The next steps, which can be found on the Rec Clubs Web site at, include the drafting of a constitution, completion of an online application, scheduling a meeting between three leaders from the new group and Rec Clubs Advisor and Coordinator Sami Faile and a short training session to learn the basics of group operations.


Though the process may look intimidating, the effort is certainly worth it. The men’s Lacrosse Club, for example, has taken their club to near-elite status. Created just three years ago, the Lacrosse Club “competes in a league and are competing on almost the highest level of competition for lacrosse … almost like a varsity sports program,” Barnhart says.


Even if the Lacrosse Club is the exception rather than the norm, it certainly holds a standard for yet-to-be-formed clubs to attain. One of Barnhart’s goals for the Rec Center this year is to encourage the formation of more women’s athletic clubs. He says interest in women’s athletic clubs, specifically soccer, has been high but few clubs have formed so far.


“We tried to get some girls rallied to start a club but, because they’re student-run, we need to have at least three members who are going to take the reins. But that’s something that hasn’t happened yet,” he said.

Certainly then, the potential for a women’s club—be it soccer or a women’s alternative to an already established male club—is strong.


However, if leadership and organization are not a part of an individual’s pedigree, joining a club is certainly an easier process. Though some sports, such as the more traditional and competitive clubs like men’s soccer and lacrosse require tryouts or enrollment prior to league-play, most clubs are open to members at any point of the year.


“To join a club, the best thing to do is to come to a practice and meet the coordinators. Our Party in the Park event is great because pretty much all the clubs there will be signing up new members,” Barnhart said. 

The rest of the process is mere busy work, as outlined by the Rec Club’s Web site. To join, students simply fill out a code of conduct form and a liability form.

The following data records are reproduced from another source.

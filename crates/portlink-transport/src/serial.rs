use std::time::Duration;

use serialport::{DataBits, FlowControl, Parity, SerialPortType, StopBits};
use tracing::info;

use crate::error::{Result, TransportError};
use crate::traits::LinkStream;

/// Default line rate.
pub const DEFAULT_BAUD_RATE: u32 = 9600;

/// Serial line settings. Defaults to 9600 8N1 without flow control.
#[derive(Debug, Clone)]
pub struct SerialConfig {
    pub baud_rate: u32,
    /// Initial read timeout; adjusted later through [`LinkStream::set_read_timeout`].
    pub timeout: Duration,
}

impl Default for SerialConfig {
    fn default() -> Self {
        Self {
            baud_rate: DEFAULT_BAUD_RATE,
            timeout: Duration::from_secs(1),
        }
    }
}

/// Opens serial devices as [`LinkStream`]s.
pub struct SerialLink;

impl SerialLink {
    /// Open `path` (e.g. `/dev/ttyUSB0`, `COM3`) with the given settings.
    pub fn open(path: &str, config: &SerialConfig) -> Result<LinkStream> {
        let port = serialport::new(path, config.baud_rate)
            .data_bits(DataBits::Eight)
            .parity(Parity::None)
            .stop_bits(StopBits::One)
            .flow_control(FlowControl::None)
            .timeout(config.timeout)
            .open()
            .map_err(|err| TransportError::Serial {
                path: path.to_string(),
                message: err.to_string(),
            })?;

        info!(path, baud = config.baud_rate, "serial link open");
        Ok(LinkStream::from_serial(port))
    }
}

/// One entry from [`available_ports`].
#[derive(Debug, Clone, PartialEq, Eq)]
pub struct PortSummary {
    pub name: String,
    pub kind: &'static str,
    pub description: Option<String>,
}

/// Enumerate serial devices visible to the OS.
pub fn available_ports() -> Result<Vec<PortSummary>> {
    let ports = serialport::available_ports().map_err(|err| TransportError::Serial {
        path: "<enumerate>".to_string(),
        message: err.to_string(),
    })?;

    Ok(ports
        .into_iter()
        .map(|port| {
            let (kind, description) = match port.port_type {
                SerialPortType::UsbPort(usb) => (
                    "usb",
                    usb.product
                        .or(usb.manufacturer)
                        .or_else(|| Some(format!("{:04x}:{:04x}", usb.vid, usb.pid))),
                ),
                SerialPortType::PciPort => ("pci", None),
                SerialPortType::BluetoothPort => ("bluetooth", None),
                SerialPortType::Unknown => ("unknown", None),
            };
            PortSummary {
                name: port.port_name,
                kind,
                description,
            }
        })
        .collect())
}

For Barnhart, some of his most important moments at Portland State have come through participation with the clubs. “It’s kept me involved at this school. It’s a great way—especially at a school like PSU, where a lot of people come to class and just go, and you don’t have a chance to meet many people—to meet some friends,” he said.


If creating or joining a club is still too intimidating, Barnhart says, simple participation and attendance at club events are still important to the vitality of the clubs.


“We love it when people come,” Barnhart said. “It’s just as good as the sports programs [when] our lacrosse and rugby clubs play. It’s almost, I think, cooler because you don’t get to see rugby often.”


“Come check it out if you can. Participate,” he said.